Task inputs ▸
+ + +
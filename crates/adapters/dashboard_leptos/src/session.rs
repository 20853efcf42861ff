//! Signed-in operator, held in memory for the lifetime of the page.

use leptos::prelude::*;
use leptos::task::spawn_local;
use leptos_router::components::Redirect;
use robodesk_domain::auth::{AccessToken, LoginSuccess, UserInfo};

use crate::api;
use crate::components::use_toasts;

/// Reactive session context.
#[derive(Clone, Copy)]
pub struct Session {
    user: RwSignal<Option<UserInfo>>,
    token: RwSignal<Option<AccessToken>>,
}

impl Session {
    fn new() -> Self {
        Self {
            user: RwSignal::new(None),
            token: RwSignal::new(None),
        }
    }

    /// Record a successful login.
    pub fn sign_in(&self, success: LoginSuccess) {
        self.token.set(Some(success.access_token));
        self.user.set(Some(success.user_info));
    }

    pub fn sign_out(&self) {
        self.token.set(None);
        self.user.set(None);
    }

    /// The signed-in user, tracked.
    pub fn user(&self) -> Option<UserInfo> {
        self.user.get()
    }

    /// The bearer token, untracked.
    pub fn token(&self) -> Option<AccessToken> {
        self.token.get_untracked()
    }

    pub fn is_signed_in(&self) -> bool {
        self.user.with(Option::is_some)
    }
}

/// Install a fresh [`Session`] into context.
pub fn provide_session() {
    provide_context(Session::new());
}

/// Access the session from Leptos context.
///
/// Must be called below the `<App/>` root, which provides it.
pub fn use_session() -> Session {
    use_context::<Session>().expect("Session not found in context")
}

/// Render `children` only for a signed-in operator; everyone else is sent to
/// the login page. The token is re-checked against `/api/session` on mount.
#[component]
pub fn RequireSession(children: ChildrenFn) -> impl IntoView {
    let session = use_session();
    let toasts = use_toasts();
    if let Some(token) = session.token() {
        spawn_local(async move {
            if let Err(err) = api::fetch_session(&token).await {
                toasts.error(format!("Session expired: {err}"));
                session.sign_out();
            }
        });
    }
    move || {
        if session.is_signed_in() {
            children().into_any()
        } else {
            view! { <Redirect path="/login"/> }.into_any()
        }
    }
}
//! Floating assistant avatar with a speech bubble of usage tips.

use leptos::prelude::*;

const TIPS: [&str; 4] = [
    "Pick a robot to see its tasks and inspection results.",
    "New tasks need at least one condition and one action.",
    "Paused tasks keep their rules; resume them any time.",
    "Unbinding an account stops every task of that robot.",
];

#[component]
pub fn ChatAvatar() -> impl IntoView {
    let open = RwSignal::new(false);
    let tip = RwSignal::new(0_usize);

    let toggle = move |_| {
        if !open.get_untracked() {
            tip.update(|i| *i = (*i + 1) % TIPS.len());
        }
        open.update(|open| *open = !*open);
    };

    view! {
        <div class="chat-avatar">
            <Show when=move || open.get()>
                <div class="chat-bubble">{move || TIPS[tip.get()]}</div>
            </Show>
            <button class="avatar" title="Tips" on:click=toggle>"?"</button>
        </div>
    }
}
//! JSON REST handlers for tasks.

use axum::Json;
use axum::extract::{Path, State};
use axum::http::StatusCode;
use axum::response::{IntoResponse, Response};
use serde::Deserialize;

use robodesk_app::ports::{
    InspectionRepository, RobotRepository, SessionStore, TaskRepository, TemplateSource,
    UserDirectory,
};
use robodesk_domain::id::{RobotId, TaskId};
use robodesk_domain::task::{Task, TaskDraft};

use super::parse_id;
use crate::error::ApiError;
use crate::state::AppState;

/// Request body for pausing or resuming a task.
#[derive(Deserialize)]
pub struct SetEnabledRequest {
    pub enabled: bool,
}

/// Possible responses from the list endpoint.
pub enum ListResponse {
    Ok(Json<Vec<Task>>),
}

impl IntoResponse for ListResponse {
    fn into_response(self) -> Response {
        match self {
            Self::Ok(json) => json.into_response(),
        }
    }
}

/// Possible responses from the create endpoint.
pub enum CreateResponse {
    Created(Json<Task>),
}

impl IntoResponse for CreateResponse {
    fn into_response(self) -> Response {
        match self {
            Self::Created(json) => (StatusCode::CREATED, json).into_response(),
        }
    }
}

/// Possible responses from the enable endpoint.
pub enum UpdateResponse {
    Ok(Json<Task>),
}

impl IntoResponse for UpdateResponse {
    fn into_response(self) -> Response {
        match self {
            Self::Ok(json) => json.into_response(),
        }
    }
}

/// Possible responses from the delete endpoint.
pub enum DeleteResponse {
    NoContent,
}

impl IntoResponse for DeleteResponse {
    fn into_response(self) -> Response {
        match self {
            Self::NoContent => StatusCode::NO_CONTENT.into_response(),
        }
    }
}

/// `GET /api/robots/:id/tasks`
pub async fn list<RR, TR, TS, IR, U, S>(
    State(state): State<AppState<RR, TR, TS, IR, U, S>>,
    Path(id): Path<String>,
) -> Result<ListResponse, ApiError>
where
    RR: RobotRepository + Send + Sync + 'static,
    TR: TaskRepository + Send + Sync + 'static,
    TS: TemplateSource + Send + Sync + 'static,
    IR: InspectionRepository + Send + Sync + 'static,
    U: UserDirectory + Send + Sync + 'static,
    S: SessionStore + Send + Sync + 'static,
{
    let robot_id: RobotId = parse_id(&id)?;
    let tasks = state.task_service.list_for_robot(robot_id).await?;
    Ok(ListResponse::Ok(Json(tasks)))
}

/// `POST /api/robots/:id/tasks`: body is the wizard's [`TaskDraft`].
pub async fn create<RR, TR, TS, IR, U, S>(
    State(state): State<AppState<RR, TR, TS, IR, U, S>>,
    Path(id): Path<String>,
    Json(draft): Json<TaskDraft>,
) -> Result<CreateResponse, ApiError>
where
    RR: RobotRepository + Send + Sync + 'static,
    TR: TaskRepository + Send + Sync + 'static,
    TS: TemplateSource + Send + Sync + 'static,
    IR: InspectionRepository + Send + Sync + 'static,
    U: UserDirectory + Send + Sync + 'static,
    S: SessionStore + Send + Sync + 'static,
{
    let robot_id: RobotId = parse_id(&id)?;
    if draft.robot_id != robot_id {
        return Err(ApiError::invalid_id(&draft.robot_id.to_string()));
    }
    let task = state.task_service.create_from_draft(draft).await?;
    Ok(CreateResponse::Created(Json(task)))
}

/// `PUT /api/tasks/:id/enabled`
pub async fn set_enabled<RR, TR, TS, IR, U, S>(
    State(state): State<AppState<RR, TR, TS, IR, U, S>>,
    Path(id): Path<String>,
    Json(req): Json<SetEnabledRequest>,
) -> Result<UpdateResponse, ApiError>
where
    RR: RobotRepository + Send + Sync + 'static,
    TR: TaskRepository + Send + Sync + 'static,
    TS: TemplateSource + Send + Sync + 'static,
    IR: InspectionRepository + Send + Sync + 'static,
    U: UserDirectory + Send + Sync + 'static,
    S: SessionStore + Send + Sync + 'static,
{
    let task_id: TaskId = parse_id(&id)?;
    let task = state.task_service.set_enabled(task_id, req.enabled).await?;
    Ok(UpdateResponse::Ok(Json(task)))
}

/// `DELETE /api/tasks/:id`
pub async fn delete<RR, TR, TS, IR, U, S>(
    State(state): State<AppState<RR, TR, TS, IR, U, S>>,
    Path(id): Path<String>,
) -> Result<DeleteResponse, ApiError>
where
    RR: RobotRepository + Send + Sync + 'static,
    TR: TaskRepository + Send + Sync + 'static,
    TS: TemplateSource + Send + Sync + 'static,
    IR: InspectionRepository + Send + Sync + 'static,
    U: UserDirectory + Send + Sync + 'static,
    S: SessionStore + Send + Sync + 'static,
{
    let task_id: TaskId = parse_id(&id)?;
    state.task_service.delete_task(task_id).await?;
    Ok(DeleteResponse::NoContent)
}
+ + +
Exercise prompt ▸ Say how many lines of the records include the word "components", and give nothing but the number.

Output ▸ 2